The LIGO Laboratory congratulates Siddharth Soni of Louisiana State University for winning this year’s LIGO Laboratory Award for Excellence in Detector Characterization and Calibration for his outstanding work to reduce transient noise due to stray light in the Advanced LIGO detector at LIGO Livingston Observatory (LLO) during the Observing Run O3.
While investigating noise in LLO data due to light scattering from reflective surfaces inside the vacuum enclosure, Soni found a strong correlation between light scattering features in the gravitational wave (GW) data and the motion of one of the suspension systems supporting an interferometer optic. This correlation indicated a likely light scattering path between the optic and the thin gold electro-static drive used to control the optic’s motion. Soni demonstrated that a new method to track and account for this relative motion resulted in a decrease of up to 100x in the rate of noise due to this type of light scattering, and a significant decrease in the overall rate of transient noise at LLO. Soni also identified an additional light scattering path related to a nearby motor system as an additional source of light scattering noise. To reduce the noise due to this relatively weaker source, Soni characterized an additional tracking method that has been tested at LLO and is ready for use during the next observing run.
Soni also investigated a second source of light scattering noise at LLO, so-called fast scattering, which presents as a higher frequency, altered form of light scattering in GW data.
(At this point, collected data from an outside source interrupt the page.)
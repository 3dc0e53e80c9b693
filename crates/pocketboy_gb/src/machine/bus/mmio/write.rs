use super::super::GameBoyBus;

impl GameBoyBus {
    pub(super) fn write8_mmio_impl(&mut self, addr: u16, value: u8) {
        match addr {
            // Mapper commands.
            0x0000..=0x7FFF => {
                if let Some(cart) = self.cartridge.as_mut() {
                    cart.rom_write(addr, value);
                }
            }

            0x8000..=0x9FFF => self.ppu.write_vram(addr, value),

            0xA000..=0xBFFF => {
                if let Some(cart) = self.cartridge.as_mut() {
                    cart.ram_write(addr, value);
                }
            }

            0xC000..=0xDFFF => self.wram[(addr - 0xC000) as usize] = value,
            0xE000..=0xFDFF => self.wram[(addr - 0xE000) as usize] = value,

            0xFE00..=0xFE9F => self.ppu.write_oam(addr, value),

            0xFF00 => self.joypad.write_p1(value),
            0xFF01 => self.serial.write_sb(value),
            0xFF02 => self.serial.write_sc(value, &mut self.interrupts),

            0xFF04 => self.timer.div_write(),
            0xFF05 => self.timer.tima_write(value),
            0xFF06 => self.timer.tma_write(value),
            0xFF07 => self.timer.tac_write(value),

            0xFF0F => self.interrupts.write_if(value),

            0xFF10..=0xFF3F => self.apu.write_register(addr, value),

            0xFF46 => self.start_oam_dma(value),
            0xFF40..=0xFF4B => self.ppu.write_register(addr, value, &mut self.interrupts),

            0xFF80..=0xFFFE => self.hram[(addr - 0xFF80) as usize] = value,
            0xFFFF => self.interrupts.write_ie(value),

            // Unusable area and unmapped I/O ignore writes.
            _ => {}
        }
    }
}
He trained GravitySpy’s machine learning algorithm to recognize fast scattering and used it to reclassify O3 transient noise data. Soni correlated the resulting data with ground motion in different frequency bands, which led to Soni’s discovery of two distinct types of fast scattering with sources that each couple differently with ground motion. This new, enhanced understanding of light scattering in LIGO detectors will be crucial for future observing runs.
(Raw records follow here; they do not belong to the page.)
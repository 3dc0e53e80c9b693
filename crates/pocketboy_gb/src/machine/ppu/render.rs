use super::{LineSprite, Ppu};
use crate::SCREEN_WIDTH;

const MAX_SPRITES_PER_LINE: usize = 10;

impl Ppu {
    #[inline]
    fn sprite_height(&self) -> u8 {
        if self.lcdc & 0x04 != 0 {
            16
        } else {
            8
        }
    }

    /// OAM scan: the first ten entries overlapping LY, in OAM order, then
    /// stably sorted by X so the leftmost (then lowest index) wins.
    pub(super) fn select_line_sprites(&mut self) {
        let height = self.sprite_height();
        let line = self.ly.wrapping_add(16);
        self.line_sprites.clear();
        for entry in self.oam.chunks_exact(4) {
            let y = entry[0];
            if line >= y && (line - y) < height {
                self.line_sprites.push(LineSprite {
                    y,
                    x: entry[1],
                    tile: entry[2],
                    attrs: entry[3],
                    height,
                });
                if self.line_sprites.len() == MAX_SPRITES_PER_LINE {
                    break;
                }
            }
        }
        self.line_sprites.sort_by_key(|sprite| sprite.x);
    }

    /// 2-bit colour index of pixel (`col`, `row`) in the tile at VRAM offset `tile_addr`.
    #[inline]
    fn tile_pixel(&self, tile_addr: usize, row: usize, col: usize) -> u8 {
        let lo = self.vram[(tile_addr + row * 2) & 0x1FFF];
        let hi = self.vram[(tile_addr + row * 2 + 1) & 0x1FFF];
        let bit = 7 - col;
        (((hi >> bit) & 1) << 1) | ((lo >> bit) & 1)
    }

    /// VRAM offset of a background/window tile, honouring LCDC.4 addressing.
    #[inline]
    fn bg_tile_addr(&self, tile_index: u8) -> usize {
        if self.lcdc & 0x10 != 0 {
            tile_index as usize * 16
        } else {
            (0x1000 + (tile_index as i8 as i32) * 16) as usize
        }
    }

    fn bg_window_index(&mut self, x: usize) -> u8 {
        if self.lcdc & 0x01 == 0 {
            return 0;
        }

        let window_enabled = self.lcdc & 0x20 != 0 && self.window_y_hit && self.wx <= 166;
        let (map_base, map_x, map_y) = if window_enabled && x + 7 >= self.wx as usize {
            self.window_drawn = true;
            let base = if self.lcdc & 0x40 != 0 { 0x1C00 } else { 0x1800 };
            (base, (x + 7 - self.wx as usize) as u8, self.window_line)
        } else {
            let base = if self.lcdc & 0x08 != 0 { 0x1C00 } else { 0x1800 };
            (
                base,
                (x as u8).wrapping_add(self.scx),
                self.ly.wrapping_add(self.scy),
            )
        };

        let map_addr = map_base + (map_y as usize / 8) * 32 + map_x as usize / 8;
        let tile_addr = self.bg_tile_addr(self.vram[map_addr]);
        self.tile_pixel(tile_addr, map_y as usize % 8, map_x as usize % 8)
    }

    /// First opaque sprite pixel covering `x`, as (colour index, attrs).
    fn sprite_pixel(&self, x: usize) -> Option<(u8, u8)> {
        if self.lcdc & 0x02 == 0 {
            return None;
        }
        let screen_x = x + 8;
        for sprite in &self.line_sprites {
            let height = sprite.height as usize;
            let left = sprite.x as usize;
            if screen_x < left || screen_x >= left + 8 {
                continue;
            }
            let mut row = self.ly as usize + 16 - sprite.y as usize;
            if sprite.attrs & 0x40 != 0 {
                row = height - 1 - row;
            }
            let mut col = screen_x - left;
            if sprite.attrs & 0x20 != 0 {
                col = 7 - col;
            }
            let tile = if height == 16 {
                sprite.tile & 0xFE
            } else {
                sprite.tile
            };
            let index = self.tile_pixel(tile as usize * 16, row, col);
            if index != 0 {
                return Some((index, sprite.attrs));
            }
        }
        None
    }

    /// Resolve pixel `x` of the current line into the back buffer.
    pub(super) fn render_pixel(&mut self, x: usize) {
        let bg_index = self.bg_window_index(x);

        let mut shade = (self.bgp >> (bg_index * 2)) & 0x03;
        if let Some((index, attrs)) = self.sprite_pixel(x) {
            let behind_bg = attrs & 0x80 != 0 && bg_index != 0;
            if !behind_bg {
                let palette = if attrs & 0x10 != 0 { self.obp1 } else { self.obp0 };
                shade = (palette >> (index * 2)) & 0x03;
            }
        }

        let offset = (self.ly as usize * SCREEN_WIDTH + x) * 4;
        let rgba = self.palette[shade as usize].rgba();
        self.back[offset..offset + 4].copy_from_slice(&rgba);
    }
}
Soni’s work is a major success for the greater LIGO Detector Characterization effort. Identifying noise transients, linking them to particular interferometer conditions, and eliminating the source of the noise is the most effective path to improved detector sensitivity and greater astrophysical discovery potential for LIGO. Soni’s work directly reduced one of the most challenging sources of LIGO transient noise, one associated with multiple retracted LIGO-Virgo candidate event alerts, and allowed the confident detection of subsequent distant, weak GW signals.
Soni will receive a $1000 prize and will present an invited seminar at one of the LIGO Laboratory sites (LIGO-Hanford, LIGO-Livingston, Caltech, or MIT) to share his achievements with LIGO Laboratory members. Soni will also receive an award certificate at the LIGO-Virgo Collaboration meeting in March 2021.
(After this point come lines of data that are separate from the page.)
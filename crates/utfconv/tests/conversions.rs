#![expect(missing_docs)]

use rstest::rstest;
use utfconv::{
    ErrorKind, FromCodePoints, Position, SliceSink, Utf16Encoder, convert, copy_to_code_points,
    decode_range, encode_to_utf16, utf16_unit_count,
};

fn utf16(bytes: &[u8]) -> Result<Vec<u16>, utfconv::UtfError> {
    let mut out = Vec::new();
    encode_to_utf16(bytes, &mut out)?;
    Ok(out)
}

#[rstest]
#[case(&[0xC2, 0x80], 0x80, &[0x0080])]
#[case(&[0xE0, 0xA0, 0x80], 0x800, &[0x0800])]
#[case(&[0xF0, 0x90, 0x80, 0x80], 0x1_0000, &[0xD800, 0xDC00])]
#[case(&[0xF4, 0x8F, 0xBF, 0xBF], 0x10_FFFF, &[0xDBFF, 0xDFFF])]
fn boundary_vectors(#[case] bytes: &[u8], #[case] code_point: u32, #[case] units: &[u16]) {
    let decoded: Vec<_> = decode_range(bytes).into_iter().collect();
    assert_eq!(decoded, [Ok(code_point)]);
    assert_eq!(utf16(bytes).unwrap(), units);
    assert_eq!(utf16_unit_count(bytes), Ok(units.len()));
    assert_eq!(convert(bytes, None), Some(units.len()));
}

#[rstest]
#[case(&[0x80], ErrorKind::InvalidHeader, 0)]
#[case(&[0xF0, 0x90, 0x80], ErrorKind::TruncatedSequence, 0)]
#[case(&[0xC2, 0xFF], ErrorKind::InvalidTrailingByte, 1)]
fn malformed_vectors(#[case] bytes: &[u8], #[case] kind: ErrorKind, #[case] offset: usize) {
    let err = decode_range(bytes)
        .into_iter()
        .find_map(Result::err)
        .expect("decoding should fail");
    assert_eq!(err.kind(), kind);
    assert_eq!(err.position(), Position::Source(offset));

    // Every positioned entry point reports the same failure.
    assert_eq!(utf16(bytes), Err(err));
    assert_eq!(utf16_unit_count(bytes), Err(err));
    assert_eq!(copy_to_code_points(bytes, &mut Vec::new()), Err(err));

    // The sentinel entry point only says that it failed.
    assert_eq!(convert(bytes, None), None);
}

#[test]
fn code_point_out_of_range_on_encode() {
    let mut enc = Utf16Encoder::new(Vec::new());
    enc.emit(0x10_FFFF).unwrap();
    let err = enc.emit(0x11_0000).unwrap_err();
    assert_eq!(err.kind(), ErrorKind::CodePointOutOfRange);
    assert_eq!(err.position(), Position::Destination(2));
    assert_eq!(enc.into_inner(), [0xDBFF, 0xDFFF]);
}

#[test]
fn size_then_fill_into_fixed_buffer() {
    let text = "Gr\u{FC}\u{DF}e, \u{4E16}\u{754C} \u{1F44B}";
    let needed = utf16_unit_count(text).unwrap();
    let mut buf = vec![0u16; needed];
    let mut sink = SliceSink::new(&mut buf);
    let written = encode_to_utf16(text, &mut sink).unwrap();
    assert_eq!(written, needed);
    assert_eq!(sink.capacity_left(), 0);
    assert_eq!(buf, text.encode_utf16().collect::<Vec<_>>());
}

#[test]
fn fixed_buffer_too_small() {
    let mut buf = [0u16; 2];
    let err = encode_to_utf16("ab\u{1F44B}", SliceSink::new(&mut buf)).unwrap_err();
    assert_eq!(err.kind(), ErrorKind::DestinationFull);
    assert_eq!(err.position(), Position::Destination(2));
}

#[test]
fn utf32_roundtrip_through_utf16() {
    let text = "\u{0}\u{7F}\u{80}\u{7FF}\u{800}\u{FFFF}\u{10000}\u{10FFFF}";
    let mut utf32 = Vec::new();
    copy_to_code_points(text, &mut utf32).unwrap();
    assert_eq!(utf32, text.chars().map(u32::from).collect::<Vec<_>>());

    let mut from_utf8 = Vec::new();
    let mut from_utf32 = Vec::new();
    encode_to_utf16(text, &mut from_utf8).unwrap();
    encode_to_utf16(FromCodePoints(utf32.iter().copied()), &mut from_utf32).unwrap();
    assert_eq!(from_utf8, from_utf32);
}

#[test]
fn surrogate_code_points_pass_through() {
    // The decoder does not reject encoded surrogates; they map to one unit.
    let bytes = [0xED, 0xB0, 0x80];
    assert_eq!(utf16(&bytes).unwrap(), [0xDC00]);
    assert_eq!(convert(&bytes, None), Some(1));
}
Read more about Siddharth Soni's work:
 S. Soni et al. "Reducing scattered light in LIGO's third observing run." (2020) Preprint: arxiv.org/abs/2007.14876
2020 Honorable Mention
The LIGO Laboratory is also pleased to recognize four other projects as meriting honorable mention:
Dripta Bhattacharjee and Sudarshan Karki (Missouri University of Science and Technology) -- for studies that characterized and reduced uncertainties in the LIGO detector photon calibrator systems to sub-percent accuracy for Observing Runs O2 and O3.
Laurence Datrier (University of Glasgow), Timesh Mistry (University of Sheffield) and Michael Ross (University of Washington) -- for the development, deployment, and commissioning of a novel absolute calibration system via direct gravitational forces, a ‘Newtonian Calibrator’, to provide increased confidence in the absolute calibration of LIGO detector data in future observing runs.
Patrick Meyers (University of Melbourne) -- for the characterization of sources of noise limiting to stochastic background gravitational-wave searches in previous and future observing runs.
Ethan Payne (Monash University) -- For improved incorporation of physical models of systematic error in calibration with astrophysical source parameter estimation, modeling the impact of this systematic error on past GW events, and providing the groundwork for understanding the impact on conclusions from future populations of GW events.